_Work required_. Write out the following listing's lines from the one with "Some(rest) = line.strip_prefix(CHAT_PREFIX)" to the one with "user-visible server text", exactly, with both included and no others.

_Data for review_.
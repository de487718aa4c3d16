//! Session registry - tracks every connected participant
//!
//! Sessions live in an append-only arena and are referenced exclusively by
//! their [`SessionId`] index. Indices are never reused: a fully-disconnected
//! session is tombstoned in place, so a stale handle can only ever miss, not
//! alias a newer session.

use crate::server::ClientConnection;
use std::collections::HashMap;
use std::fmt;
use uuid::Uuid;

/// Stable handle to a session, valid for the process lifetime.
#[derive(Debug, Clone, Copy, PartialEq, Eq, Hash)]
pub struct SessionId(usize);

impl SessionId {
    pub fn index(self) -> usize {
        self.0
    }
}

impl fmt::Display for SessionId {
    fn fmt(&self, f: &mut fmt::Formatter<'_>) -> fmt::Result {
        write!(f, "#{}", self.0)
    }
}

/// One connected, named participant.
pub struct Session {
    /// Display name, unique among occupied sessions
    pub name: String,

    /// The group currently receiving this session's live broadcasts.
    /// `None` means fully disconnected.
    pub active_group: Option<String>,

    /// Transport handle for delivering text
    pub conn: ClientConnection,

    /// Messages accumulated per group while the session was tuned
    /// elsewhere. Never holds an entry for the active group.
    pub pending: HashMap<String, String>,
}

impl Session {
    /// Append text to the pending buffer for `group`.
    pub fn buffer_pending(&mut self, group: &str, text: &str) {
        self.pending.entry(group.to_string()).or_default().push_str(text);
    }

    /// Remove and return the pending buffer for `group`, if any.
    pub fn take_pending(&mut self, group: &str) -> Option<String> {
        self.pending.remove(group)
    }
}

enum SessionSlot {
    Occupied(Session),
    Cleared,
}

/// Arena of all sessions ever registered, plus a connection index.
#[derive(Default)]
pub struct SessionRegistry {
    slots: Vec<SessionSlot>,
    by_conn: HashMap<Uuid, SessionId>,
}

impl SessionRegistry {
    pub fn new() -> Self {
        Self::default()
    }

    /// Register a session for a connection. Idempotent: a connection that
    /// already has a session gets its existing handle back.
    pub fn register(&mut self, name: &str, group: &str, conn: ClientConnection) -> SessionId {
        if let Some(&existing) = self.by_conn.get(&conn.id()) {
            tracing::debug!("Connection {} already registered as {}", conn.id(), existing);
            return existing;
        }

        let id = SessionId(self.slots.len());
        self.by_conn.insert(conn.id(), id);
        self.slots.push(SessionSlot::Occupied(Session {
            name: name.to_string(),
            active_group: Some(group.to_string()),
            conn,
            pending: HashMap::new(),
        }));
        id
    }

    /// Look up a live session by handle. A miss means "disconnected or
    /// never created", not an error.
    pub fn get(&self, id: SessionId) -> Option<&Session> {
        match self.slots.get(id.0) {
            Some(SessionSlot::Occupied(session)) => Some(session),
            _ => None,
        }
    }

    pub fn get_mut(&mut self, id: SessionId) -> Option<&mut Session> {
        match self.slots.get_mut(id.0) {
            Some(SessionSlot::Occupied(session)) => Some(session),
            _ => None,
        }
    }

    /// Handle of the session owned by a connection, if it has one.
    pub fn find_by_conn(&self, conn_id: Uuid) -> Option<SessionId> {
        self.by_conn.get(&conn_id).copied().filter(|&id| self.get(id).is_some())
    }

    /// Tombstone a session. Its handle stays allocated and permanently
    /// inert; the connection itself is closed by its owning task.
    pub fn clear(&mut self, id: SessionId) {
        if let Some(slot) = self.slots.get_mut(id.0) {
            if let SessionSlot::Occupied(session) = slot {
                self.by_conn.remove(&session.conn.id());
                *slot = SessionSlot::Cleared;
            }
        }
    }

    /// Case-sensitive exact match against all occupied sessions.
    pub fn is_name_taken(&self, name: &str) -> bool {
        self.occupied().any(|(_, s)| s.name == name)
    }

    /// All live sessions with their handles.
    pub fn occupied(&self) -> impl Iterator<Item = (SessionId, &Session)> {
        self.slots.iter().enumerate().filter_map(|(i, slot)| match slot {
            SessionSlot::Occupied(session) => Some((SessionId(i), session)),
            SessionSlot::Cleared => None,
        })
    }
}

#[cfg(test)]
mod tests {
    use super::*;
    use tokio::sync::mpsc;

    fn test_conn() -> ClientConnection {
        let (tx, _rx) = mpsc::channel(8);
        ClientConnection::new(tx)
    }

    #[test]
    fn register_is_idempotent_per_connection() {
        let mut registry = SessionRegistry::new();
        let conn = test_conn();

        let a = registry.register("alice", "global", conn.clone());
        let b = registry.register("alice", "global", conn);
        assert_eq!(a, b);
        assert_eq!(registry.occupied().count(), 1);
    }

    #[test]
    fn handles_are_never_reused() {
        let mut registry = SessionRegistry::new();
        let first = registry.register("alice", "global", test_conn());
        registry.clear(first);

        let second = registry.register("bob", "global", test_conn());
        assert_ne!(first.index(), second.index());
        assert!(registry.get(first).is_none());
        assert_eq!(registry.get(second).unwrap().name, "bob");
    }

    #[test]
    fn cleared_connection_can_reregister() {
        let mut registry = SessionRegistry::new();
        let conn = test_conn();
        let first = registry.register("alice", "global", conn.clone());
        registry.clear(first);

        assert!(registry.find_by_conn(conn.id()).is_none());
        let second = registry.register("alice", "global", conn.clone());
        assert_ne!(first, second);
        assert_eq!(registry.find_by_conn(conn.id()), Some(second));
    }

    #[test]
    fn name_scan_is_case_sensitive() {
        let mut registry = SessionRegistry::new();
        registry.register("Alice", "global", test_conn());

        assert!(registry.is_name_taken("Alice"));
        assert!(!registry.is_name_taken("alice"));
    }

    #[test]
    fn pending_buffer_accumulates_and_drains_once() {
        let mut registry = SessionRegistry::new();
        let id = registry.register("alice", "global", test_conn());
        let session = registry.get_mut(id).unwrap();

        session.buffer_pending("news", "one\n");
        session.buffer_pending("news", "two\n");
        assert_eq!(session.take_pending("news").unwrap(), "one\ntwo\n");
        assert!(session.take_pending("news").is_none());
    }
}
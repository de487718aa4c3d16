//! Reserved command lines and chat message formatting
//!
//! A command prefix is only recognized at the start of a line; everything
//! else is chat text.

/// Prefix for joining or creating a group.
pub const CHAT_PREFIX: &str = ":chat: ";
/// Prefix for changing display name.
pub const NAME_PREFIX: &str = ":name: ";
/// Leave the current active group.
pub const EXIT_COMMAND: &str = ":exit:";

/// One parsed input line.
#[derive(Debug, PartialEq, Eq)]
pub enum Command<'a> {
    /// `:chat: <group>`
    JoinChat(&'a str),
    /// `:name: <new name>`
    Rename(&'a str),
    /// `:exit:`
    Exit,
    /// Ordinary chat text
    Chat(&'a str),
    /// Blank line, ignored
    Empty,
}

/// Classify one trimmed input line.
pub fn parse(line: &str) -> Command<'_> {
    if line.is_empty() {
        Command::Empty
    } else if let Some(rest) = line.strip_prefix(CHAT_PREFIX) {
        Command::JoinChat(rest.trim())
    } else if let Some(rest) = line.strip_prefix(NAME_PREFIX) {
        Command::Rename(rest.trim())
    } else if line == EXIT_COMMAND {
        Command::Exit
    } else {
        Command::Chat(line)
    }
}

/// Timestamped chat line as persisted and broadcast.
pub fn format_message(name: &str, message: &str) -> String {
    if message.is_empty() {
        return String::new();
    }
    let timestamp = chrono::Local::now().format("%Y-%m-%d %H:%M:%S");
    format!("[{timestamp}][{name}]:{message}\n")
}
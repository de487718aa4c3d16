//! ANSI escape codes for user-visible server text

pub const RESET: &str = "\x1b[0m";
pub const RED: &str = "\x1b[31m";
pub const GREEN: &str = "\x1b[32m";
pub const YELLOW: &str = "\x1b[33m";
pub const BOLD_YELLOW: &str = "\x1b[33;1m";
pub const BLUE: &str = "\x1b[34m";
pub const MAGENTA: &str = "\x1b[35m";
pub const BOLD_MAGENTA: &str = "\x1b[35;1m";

_Answer space_.
    } else if let Some(rest) = line.strip_prefix(CHAT_PREFIX) {
        Command::JoinChat(rest.trim())
    } else if let Some(rest) = line.strip_prefix(NAME_PREFIX) {
        Command::Rename(rest.trim())
    } else if line == EXIT_COMMAND {
        Command::Exit
    } else {
        Command::Chat(line)
    }
}

/// Timestamped chat line as persisted and broadcast.
pub fn format_message(name: &str, message: &str) -> String {
    if message.is_empty() {
        return String::new();
    }
    let timestamp = chrono::Local::now().format("%Y-%m-%d %H:%M:%S");
    format!("[{timestamp}][{name}]:{message}\n")
}
repository de487718aa4c3d16
//! ANSI escape codes for user-visible server text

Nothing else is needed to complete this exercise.